This arrangement is a compact design for both increasing the amount of turbulence and making use of that to spring the board back and forth even more, so that additional kinetic energy, translated into electrical energy, is generated. Poles or obstacles 16 may be placed in front of the shaky board to meet with the wind flow 18 in some direction. Turbulence 19 is generated behind the obstacles and it would encourage the sideways movement of the shaky board when it hits against the wind vane 13. If the wind vane and board move too far in one direction, they hit against springs 17, for example, that will spring them back in the other direction 20, thus introducing even more energy into the system.

2.8 Figure 8: An example of using elastic or ordinary rope attached to the board to spring it back when it moves too far in one direction, to further induce the shaky movement.

This is another arrangement for increasing the amount of movement in the board, so that additional kinetic energy, translated into electrical energy, is generated. In this case, elastic or regular ropes 21 can be attached to the outside of the shaky board 1 and the ground, so that the board will spring back when it moves too far in one direction.

Key Components

Following are the key components and considerations for the new design.

3.1 Environment

A traditional wind turbine, for example, operates best where the wind direction is stable. It does not work well in turbulent conditions, or where the direction is constantly changing. In contrast to this, a Shaky Board would prefer the turbulence, so that the board is moved about more. It would be the movement of the board in the wind that is converted into the energy. Turbulence could even be introduced by placing thin obstacles in front of the board mast, so as to induce turbulence behind them. It is the same principle with water, where more choppy water would be preferred to a steady tide.

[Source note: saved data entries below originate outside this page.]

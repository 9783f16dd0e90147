//! Headless browser execution context
//!
//! One chromiumoxide tab per worker, all tabs sharing a single browser
//! process owned by the factory. Compiled only with the `browser` feature.

use crate::config::RuntimeKind;
use crate::worker::context::{ContextFactory, ExecutionContext, Navigation};
use crate::{HarvestError, Result};
use async_trait::async_trait;
use chromiumoxide::{Browser, BrowserConfig, Page};
use futures::StreamExt;
use std::sync::atomic::{AtomicBool, Ordering};
use tokio::sync::Mutex;
use tokio::task::JoinHandle;
use url::Url;

const BLANK_PAGE: &str = "about:blank";

fn browser_error(err: impl std::fmt::Display) -> HarvestError {
    HarvestError::Browser(err.to_string())
}

/// Execution context backed by a browser tab
pub struct BrowserContext {
    worker_id: String,
    page: Mutex<Option<Page>>,
    closed: AtomicBool,
}

impl BrowserContext {
    pub fn new(worker_id: &str, page: Page) -> Self {
        Self {
            worker_id: worker_id.to_string(),
            page: Mutex::new(Some(page)),
            closed: AtomicBool::new(false),
        }
    }

    fn closed_error(&self) -> HarvestError {
        HarvestError::ContextClosed {
            worker: self.worker_id.clone(),
        }
    }
}

#[async_trait]
impl ExecutionContext for BrowserContext {
    fn kind(&self) -> RuntimeKind {
        RuntimeKind::Browser
    }

    async fn navigate(&self, url: &Url) -> Result<Navigation> {
        let guard = self.page.lock().await;
        let page = guard.as_ref().ok_or_else(|| self.closed_error())?;

        page.goto(url.as_str()).await.map_err(browser_error)?;

        // Status of the main document response; a missing response means the
        // page was served from cache or synthesized, so treat it as 200.
        let status = page
            .wait_for_navigation_response()
            .await
            .map_err(browser_error)?
            .and_then(|request| request.response.as_ref().map(|response| response.status))
            .and_then(|status| u16::try_from(status).ok())
            .unwrap_or(200);

        let final_url = page
            .url()
            .await
            .map_err(browser_error)?
            .unwrap_or_else(|| url.to_string());
        let content = page.content().await.map_err(browser_error)?;

        Ok(Navigation {
            status,
            final_url,
            content,
        })
    }

    async fn reset(&self) -> Result<()> {
        let guard = self.page.lock().await;
        let page = guard.as_ref().ok_or_else(|| self.closed_error())?;
        page.goto(BLANK_PAGE).await.map_err(browser_error)?;
        Ok(())
    }

    async fn set_identity(&self, identity: &str) -> Result<()> {
        let guard = self.page.lock().await;
        let page = guard.as_ref().ok_or_else(|| self.closed_error())?;
        page.set_user_agent(identity).await.map_err(browser_error)?;
        Ok(())
    }

    async fn close(&self) -> Result<()> {
        self.closed.store(true, Ordering::SeqCst);
        let page = self.page.lock().await.take();
        if let Some(page) = page {
            if let Err(e) = page.close().await {
                tracing::warn!(worker = %self.worker_id, error = %e, "failed to close browser tab");
            }
        }
        Ok(())
    }

    fn is_closed(&self) -> bool {
        self.closed.load(Ordering::SeqCst)
    }
}

/// Launches one browser and opens a tab per worker
pub struct BrowserContextFactory {
    browser: Mutex<Browser>,
    handler: JoinHandle<()>,
}

impl BrowserContextFactory {
    /// Starts the browser process
    ///
    /// # Arguments
    ///
    /// * `show_browser` - Launch with a visible window instead of headless
    pub async fn launch(show_browser: bool) -> Result<Self> {
        let mut builder = BrowserConfig::builder().window_size(1920, 1080);
        if show_browser {
            builder = builder.with_head();
        }
        let config = builder.build().map_err(HarvestError::Browser)?;

        let (browser, mut handler) = Browser::launch(config).await.map_err(browser_error)?;
        let handler = tokio::spawn(async move {
            while let Some(event) = handler.next().await {
                if event.is_err() {
                    break;
                }
            }
        });

        tracing::info!(headless = !show_browser, "browser launched");
        Ok(Self {
            browser: Mutex::new(browser),
            handler,
        })
    }
}

#[async_trait]
impl ContextFactory for BrowserContextFactory {
    fn kind(&self) -> RuntimeKind {
        RuntimeKind::Browser
    }

    async fn create(&self, worker_id: &str, identity: &str) -> Result<Box<dyn ExecutionContext>> {
        let page = self
            .browser
            .lock()
            .await
            .new_page(BLANK_PAGE)
            .await
            .map_err(browser_error)?;

        let context = BrowserContext::new(worker_id, page);
        context.set_identity(identity).await?;
        Ok(Box::new(context))
    }

    async fn shutdown(&self) {
        if let Err(e) = self.browser.lock().await.close().await {
            tracing::warn!(error = %e, "failed to close browser");
        }
        self.handler.abort();
    }
}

3.2 Electromagnetic Induction Unit

The electromagnetic inducer is the most basic of constructions, typically used to describe Faraday’s Law in the textbooks for example. Figure 1 is an example of the whole unit. It consists of a magnet held horizontally inside of a copper or conducting wire coil. The wire coil is attached to the board base and from there, to an energy storage unit that stores the current potential. The magnet is attached to horizontal bars or poles that can move sideways freely. The poles are supported at either end by structures that are attached to the board base. As the poles move, either end will move inwards or outwards of the supporting structures. This will move the magnet by the same amount. To increase the amount of movement, where the poles are held by the structures, non-magnetic springs can be added, so that when the poles move further into the structure, they compress the spring and are encouraged to move back out again. As the magnet moves through the coil, it induces AC current in the coil. The wire coil can send this current to an electricity storage unit, or pass it on somewhere else, as an electric turbine might do. The structure of figure 1 would then be encased as a single unit and held in place on the Shaky Board. The enclosing structure would also provide very important protection from the elements and so should be watertight.

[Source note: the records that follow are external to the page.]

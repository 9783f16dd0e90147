use crate::config::types::Config;
use crate::config::validation::validate;
use crate::ConfigError;
use sha2::{Digest, Sha256};
use std::path::Path;

/// Loads and parses a configuration file from the given path
///
/// Every section is optional; missing keys fall back to their defaults.
///
/// # Arguments
///
/// * `path` - Path to the TOML configuration file
///
/// # Returns
///
/// * `Ok(Config)` - Successfully loaded and validated configuration
/// * `Err(ConfigError)` - Failed to load, parse, or validate the configuration
///
/// # Example
///
/// ```no_run
/// use std::path::Path;
/// use nyaa_harvest::config::load_config;
///
/// let config = load_config(Path::new("harvest.toml")).unwrap();
/// println!("Workers: {}", config.pool.concurrency);
/// ```
pub fn load_config(path: &Path) -> Result<Config, ConfigError> {
    let content = std::fs::read_to_string(path)?;
    parse_config(&content)
}

/// Parses and validates configuration from a TOML string
pub fn parse_config(content: &str) -> Result<Config, ConfigError> {
    let config: Config = toml::from_str(content)?;
    validate(&config)?;
    Ok(config)
}

/// Computes a SHA-256 hash of the configuration file content
///
/// Logged at startup so runs with different settings are easy to tell apart.
pub fn compute_config_hash(path: &Path) -> Result<String, ConfigError> {
    let content = std::fs::read_to_string(path)?;
    let mut hasher = Sha256::new();
    hasher.update(content.as_bytes());
    Ok(hex::encode(hasher.finalize()))
}

/// Loads a configuration and returns both the config and its hash
pub fn load_config_with_hash(path: &Path) -> Result<(Config, String), ConfigError> {
    let config = load_config(path)?;
    let hash = compute_config_hash(path)?;
    Ok((config, hash))
}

Figure 2 is another embodiment of the electromagnetic unit. In this example, a tube is used instead of the supporting bars. The tube and the two side supports could even be a single unit, where the wire coil is wrapped around the tube, the springs are also part of the end supports and the magnet is placed inside the tube before the structure is closed. The magnet can again move freely from side to side and the magnet itself is bounced back and forth by the springs as it moves to either end of the supporting side structures. This embodiment would be easier to produce, but there is added friction on the magnet as it would sit inside of and rest on the whole tube body. The structure of figure 2 would then still need to be encased in another outer unit, to protect the wire coil, and held in place on the Shaky Board. The enclosing structure would again provide very important protection from the elements and so should be watertight.

3.3 Shaky Board

The Shaky Board is then the board that holds the electromagnet structures in place, provides the kinetic energy to produce their movement and links with the energy storage unit. The Shaky Board can operate in different environments and so its design and shape can be variable. If replacing a wind turbine for example, then it could be circular in shape, as in figure 3 and would rotate freely around a mast. On one side of the board there would be a wind vane, as in figure 5, to force the board to move when the wind changes direction. The wind vane can in fact extend from any number of positions, or it can be several separate wind vanes, so that it can capture the wind motion from several different directions. The electromagnetic units would then be placed on the board, in a position to make maximum use of the circular movement. They would therefore be placed elongate, around the board perimeter. They should also be evenly balanced so that the movement is not restricted or biased. The vertical span of the board is relatively small and so a number of boards could be vertically stacked, in parallel and all make use of the same wind force, as in figure 6. They would operate separately from each other and so it is only the weight of a single board that needs to be accommodated by the wind force, or kinetic energy.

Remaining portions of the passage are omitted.